A wall switch for a house will work, but, it is a bit of overkill. Go to Home Depot, Lowes, any home improvement store, or lighting shop and look in the light department for a replacement switch like is on a table lamp. It is small and is rated to work on a 150 watt light bulb, which, is more than what you are going to be controlling. The switch will have two wires. One goes to the black wire coming out of the ballast and the other goes to the black wire from the cord that plugs into the wall. The white wire from the ballast and the white wire from the cord are tied together using a wire nut. The green wire from the cord is attached the metal case of the ballast. Go to Wal-Mart are any other store and get a timer with a three prong plug. I think mine cost me five or six dollars. My light goes on at 07:00 and go off at 19:00.

I installed a 1 X 55 light kit from AH in the same hood that came with my 29g tank, about ten months ago, and it looks great. The plants and fish seem to like it too. The instructions where easy to follow and very complete. You should have approximately 42 thousand Lux. That is almost half what you would get on a sunny day from the sun; 100 thousand Lux.


Keithjon


----------



## John N. (Dec 11, 2005)

Silly me. I forgot all about a timer. But I guess its good info to add an On/Off switch too. My primary purchase consideration will be from Robert's AB store. But I also wanted to get the GE 9325k bulbs since I like the look they provide for my reds, so I might purchase the bulbs from another location, and retrokit from ahsupply. But we'll see, I'm still thinking about a coralife 65w fixture too for the 29 gallon. Any thoughts there?


----------



## csfish (May 19, 2005)

You might check out the 30" Coralife Aqualight T5 double linear strip
http://www.esuweb.com/cardfile.asp?ItemNumber=58121&IDProductRelationship=336


----------



## whiskey (Oct 9, 2004)

I had that kit over a 29 gallon tank, and it worked very well, I was able to grow glosso flat. I think the AH supply kit is far superior to the coralife fixtures because of the reflectors, they make a huge diffrence.

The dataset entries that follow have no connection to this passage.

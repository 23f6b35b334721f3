use glam::Vec3;
use log::{debug, trace};

use super::atlas::{AtlasRegion, TextureAtlas};
use super::effect::Effect;
use super::particle::Particle;
use super::render::{InstanceStream, ParticleRenderer};
use crate::core::math::clamp;
use crate::engine::error::{SimError, SimResult};

/// Default number of particle slots
pub const DEFAULT_CAPACITY: usize = 2000;

/// Order the backing array is sorted in after each update
#[derive(Debug, Clone, Copy, PartialEq, Eq, Default)]
pub enum SortOrder {
    /// Ascending camera distance. Free slots (distance -1) sort to the front.
    #[default]
    NearestFirst,

    /// Descending camera distance, back-to-front for alpha blending. Free
    /// slots sort to the back.
    FarthestFirst,
}

/// Particle pool configuration
#[derive(Debug, Clone)]
pub struct PoolConfig {
    /// Number of slots, fixed for the pool's lifetime
    pub capacity: usize,

    /// Acceleration applied to every live particle (e.g. gravity)
    pub acceleration: Vec3,

    pub sort_order: SortOrder,

    /// Animated texture atlas, if any
    pub atlas: Option<TextureAtlas>,
}

impl PoolConfig {
    pub fn with_capacity(mut self, capacity: usize) -> Self {
        self.capacity = capacity;
        self
    }

    pub fn with_acceleration(mut self, acceleration: Vec3) -> Self {
        self.acceleration = acceleration;
        self
    }

    pub fn with_sort_order(mut self, sort_order: SortOrder) -> Self {
        self.sort_order = sort_order;
        self
    }

    pub fn with_atlas(mut self, atlas: TextureAtlas) -> Self {
        self.atlas = Some(atlas);
        self
    }
}

impl Default for PoolConfig {
    fn default() -> Self {
        Self {
            capacity: DEFAULT_CAPACITY,
            acceleration: Vec3::new(0.0, -9.81, 0.0),
            sort_order: SortOrder::default(),
            atlas: None,
        }
    }
}

/// Fixed-capacity particle storage with render-ready packed buffers.
///
/// The backing array is addressed by slot index. After every [`update`]
/// the live particles are also packed into three dense instance buffers
/// whose first [`particle_count`] entries are valid. All storage is sized
/// once at construction.
///
/// [`update`]: ParticlePool::update
/// [`particle_count`]: ParticlePool::particle_count
pub struct ParticlePool {
    particles: Vec<Particle>,

    /// Allocation cursor: slot of the last successful allocation
    last_used: usize,

    /// Live particles packed by the last update
    particle_count: usize,

    position_size: Vec<[f32; 4]>,
    colour: Vec<[f32; 4]>,
    uv: Vec<[f32; 4]>,

    acceleration: Vec3,
    sort_order: SortOrder,
    atlas: Option<TextureAtlas>,
    effect: Option<Box<dyn Effect>>,

    /// Lifespan driving effect fractions and atlas frames
    lifespan: f32,

    /// Allocations that found no free slot and overwrote slot 0
    evictions: u64,
}

impl ParticlePool {
    /// Create a pool with every slot free
    pub fn new(config: PoolConfig) -> SimResult<Self> {
        if config.capacity == 0 {
            return Err(SimError::InvalidCapacity);
        }
        let capacity = config.capacity;
        debug!("Created particle pool with {} slots", capacity);

        Ok(Self {
            particles: vec![Particle::DEAD; capacity],
            last_used: 0,
            particle_count: 0,
            position_size: vec![[0.0; 4]; capacity],
            colour: vec![[0.0; 4]; capacity],
            uv: vec![AtlasRegion::FULL.to_tlbr(); capacity],
            acceleration: config.acceleration,
            sort_order: config.sort_order,
            atlas: config.atlas,
            effect: None,
            lifespan: 1.0,
            evictions: 0,
        })
    }

    pub fn capacity(&self) -> usize {
        self.particles.len()
    }

    /// Number of live particles packed by the last update
    pub fn particle_count(&self) -> usize {
        self.particle_count
    }

    /// The backing array, in its current (sorted) slot order
    pub fn particles(&self) -> &[Particle] {
        &self.particles
    }

    pub fn particle(&self, slot: usize) -> Option<&Particle> {
        debug_assert!(slot < self.capacity(), "particle slot {} out of range", slot);
        self.particles.get(slot)
    }

    pub fn particle_mut(&mut self, slot: usize) -> Option<&mut Particle> {
        debug_assert!(slot < self.capacity(), "particle slot {} out of range", slot);
        self.particles.get_mut(slot)
    }

    /// Find a free slot.
    ///
    /// Scans forward from the cursor, then wraps around to the start. When
    /// every slot is live, slot 0 is returned and the caller overwrites that
    /// particle: a full pool evicts rather than failing. The returned slot is
    /// not marked live; the caller must write a particle into it.
    pub fn find_unused_particle(&mut self) -> usize {
        let capacity = self.particles.len();

        for slot in self.last_used..capacity {
            if self.particles[slot].life < 0.0 {
                self.last_used = slot;
                return slot;
            }
        }

        for slot in 0..self.last_used {
            if self.particles[slot].life < 0.0 {
                self.last_used = slot;
                return slot;
            }
        }

        self.evictions += 1;
        trace!("Particle pool saturated, evicting slot 0");
        0
    }

    /// Write `particle` into a free slot (or slot 0 if full) and return the slot
    pub fn spawn(&mut self, particle: Particle) -> usize {
        let slot = self.find_unused_particle();
        self.particles[slot] = particle;
        slot
    }

    /// Times an allocation had to evict slot 0
    pub fn eviction_count(&self) -> u64 {
        self.evictions
    }

    pub fn set_effect(&mut self, effect: Box<dyn Effect>) {
        self.effect = Some(effect);
    }

    pub fn clear_effect(&mut self) {
        self.effect = None;
    }

    pub fn has_effect(&self) -> bool {
        self.effect.is_some()
    }

    pub fn atlas(&self) -> Option<&TextureAtlas> {
        self.atlas.as_ref()
    }

    pub fn set_atlas(&mut self, atlas: Option<TextureAtlas>) {
        self.atlas = atlas;
    }

    pub fn lifespan(&self) -> f32 {
        self.lifespan
    }

    /// Set the lifespan used for effect fractions and atlas animation
    pub fn set_lifespan(&mut self, lifespan: f32) -> SimResult<()> {
        if !(lifespan.is_finite() && lifespan > 0.0) {
            return Err(SimError::InvalidLifespan(lifespan));
        }
        self.lifespan = lifespan;
        Ok(())
    }

    pub fn acceleration(&self) -> Vec3 {
        self.acceleration
    }

    pub fn set_acceleration(&mut self, acceleration: Vec3) {
        self.acceleration = acceleration;
    }

    pub fn sort_order(&self) -> SortOrder {
        self.sort_order
    }

    pub fn set_sort_order(&mut self, sort_order: SortOrder) {
        self.sort_order = sort_order;
    }

    /// Free every slot
    pub fn clear(&mut self) {
        self.particles.fill(Particle::DEAD);
        self.particle_count = 0;
        self.last_used = 0;
    }

    /// Advance every live particle by `dt` seconds and repack the buffers.
    ///
    /// Particles whose life runs out during this call are freed and left out
    /// of the buffers immediately. Survivors get the effect, the pool
    /// acceleration and integration, then are packed at the next dense index.
    /// Finally the backing array is sorted by camera distance, so the packing
    /// order of the next update follows this frame's sort.
    pub fn update(&mut self, dt: f32, camera_position: Vec3) {
        self.particle_count = 0;
        let lifespan = self.lifespan;

        for particle in self.particles.iter_mut() {
            if particle.life < 0.0 {
                continue;
            }

            particle.life -= dt;
            if particle.life < 0.0 {
                particle.camera_distance = -1.0;
                continue;
            }

            if let Some(effect) = self.effect.as_deref() {
                effect.apply(particle, clamp(particle.life / lifespan, 0.0, 1.0));
            }

            particle.velocity += self.acceleration * dt;
            particle.position += particle.velocity * dt;
            particle.camera_distance = (particle.position - camera_position).length();

            let index = self.particle_count;
            self.position_size[index] = particle.position.extend(particle.size).to_array();
            self.colour[index] = particle.colour.to_array();
            self.uv[index] = match &self.atlas {
                Some(atlas) => {
                    particle.texture_index = atlas.frame_for_age(lifespan, particle.life);
                    atlas.region(particle.texture_index).to_tlbr()
                }
                None => AtlasRegion::FULL.to_tlbr(),
            };
            self.particle_count += 1;
        }

        self.sort_particles();
    }

    fn sort_particles(&mut self) {
        // Unstable sort works in place, keeping the frame allocation free
        match self.sort_order {
            SortOrder::NearestFirst => self
                .particles
                .sort_unstable_by(|a, b| a.camera_distance.total_cmp(&b.camera_distance)),
            SortOrder::FarthestFirst => self
                .particles
                .sort_unstable_by(|a, b| b.camera_distance.total_cmp(&a.camera_distance)),
        }
    }

    /// Packed `[x, y, z, size]` per live particle
    pub fn position_size_buffer(&self) -> &[f32] {
        bytemuck::cast_slice(&self.position_size[..self.particle_count])
    }

    /// Packed `[r, g, b, a]` per live particle
    pub fn colour_buffer(&self) -> &[f32] {
        bytemuck::cast_slice(&self.colour[..self.particle_count])
    }

    /// Packed atlas cell `[top, left, bottom, right]` per live particle
    pub fn uv_buffer(&self) -> &[f32] {
        bytemuck::cast_slice(&self.uv[..self.particle_count])
    }

    /// Upload the packed buffers and issue one instanced draw.
    ///
    /// Does nothing when no particle is alive.
    pub fn render<R: ParticleRenderer + ?Sized>(&self, renderer: &mut R) {
        if self.particle_count == 0 {
            return;
        }

        renderer.upload_instances(InstanceStream::PositionSize, self.position_size_buffer());
        renderer.upload_instances(InstanceStream::Colour, self.colour_buffer());
        renderer.upload_instances(InstanceStream::Uv, self.uv_buffer());
        renderer.bind_texture(self.atlas.as_ref().and_then(|atlas| atlas.texture()));
        renderer.draw_instanced(self.particle_count);
    }
}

To hook up a switch you simply put it between the plug, and the balast, *DON'T* put the switch between the bulb and the balast. When you buy the kit, I think it has directions on how to do this.

HTH,
Whiskey


----------



## Robert Hudson (Feb 5, 2004)

All planted aquariums should be on a timer, all you have to do is plug them into a power strip thats plugged into a timer. Easy as pie!


----------



## whiskey (Oct 9, 2004)

> Originally posted by Robert H:
> All planted aquariums should be on a timer, all you have to do is plug them into a power strip thats plugged into a timer. Easy as pie!

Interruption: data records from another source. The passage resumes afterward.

use glam::{Vec3, Vec4};

/// A single particle slot.
///
/// Slots are never allocated or freed individually: spawning overwrites a
/// slot in place and death is a negative `life`.
#[derive(Debug, Clone, Copy, PartialEq)]
pub struct Particle {
    pub position: Vec3,
    pub velocity: Vec3,
    /// RGBA colour
    pub colour: Vec4,
    pub size: f32,
    /// Remaining life in seconds, negative when the slot is free
    pub life: f32,
    /// Distance to the camera from the last update, -1 when dead
    pub camera_distance: f32,
    /// Current frame in the texture atlas
    pub texture_index: usize,
}

impl Particle {
    /// Value of a free slot
    pub const DEAD: Self = Self {
        position: Vec3::ZERO,
        velocity: Vec3::ZERO,
        colour: Vec4::ONE,
        size: 1.0,
        life: -1.0,
        camera_distance: -1.0,
        texture_index: 0,
    };

    pub fn is_alive(&self) -> bool {
        self.life >= 0.0
    }

    /// Mark the slot free
    pub fn kill(&mut self) {
        self.life = -1.0;
        self.camera_distance = -1.0;
    }
}

impl Default for Particle {
    fn default() -> Self {
        Self::DEAD
    }
}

I agree, however I have found that it is nice to have a second power switch to shut the light off and move it for matnince without messing up your timer. (too many white dots from staring into lights while doing water changes







)

Whiskey


----------



## JERP (Feb 4, 2003)

I have my lights plugged into an appliance timer, which is then plugged into a power strip. I'm talking about the $4 appliance/light timers available from the hardware store. Not all timers have the third ground prong on the plug. You want the third ground prong.


----------



## John N. (Dec 11, 2005)

what's the risk of not having a grounding plug? I have a 3 prong adaptor that I attached to my fixture and plugged into the wall. I didn't screw in the bottom portion of the adaptor, so I guess I'm not technically grounded. It's been running more than half a year now. I have another tank attached to a timer with an adaptor too. Now you have me thinking, future danger looming ahead?

-John N.


----------



## JERP (Feb 4, 2003)

It essentially provides a second path to ground in case there is any current leakage and ensures electrical devices are at the same voltage level in reference to each other(called ground loop). 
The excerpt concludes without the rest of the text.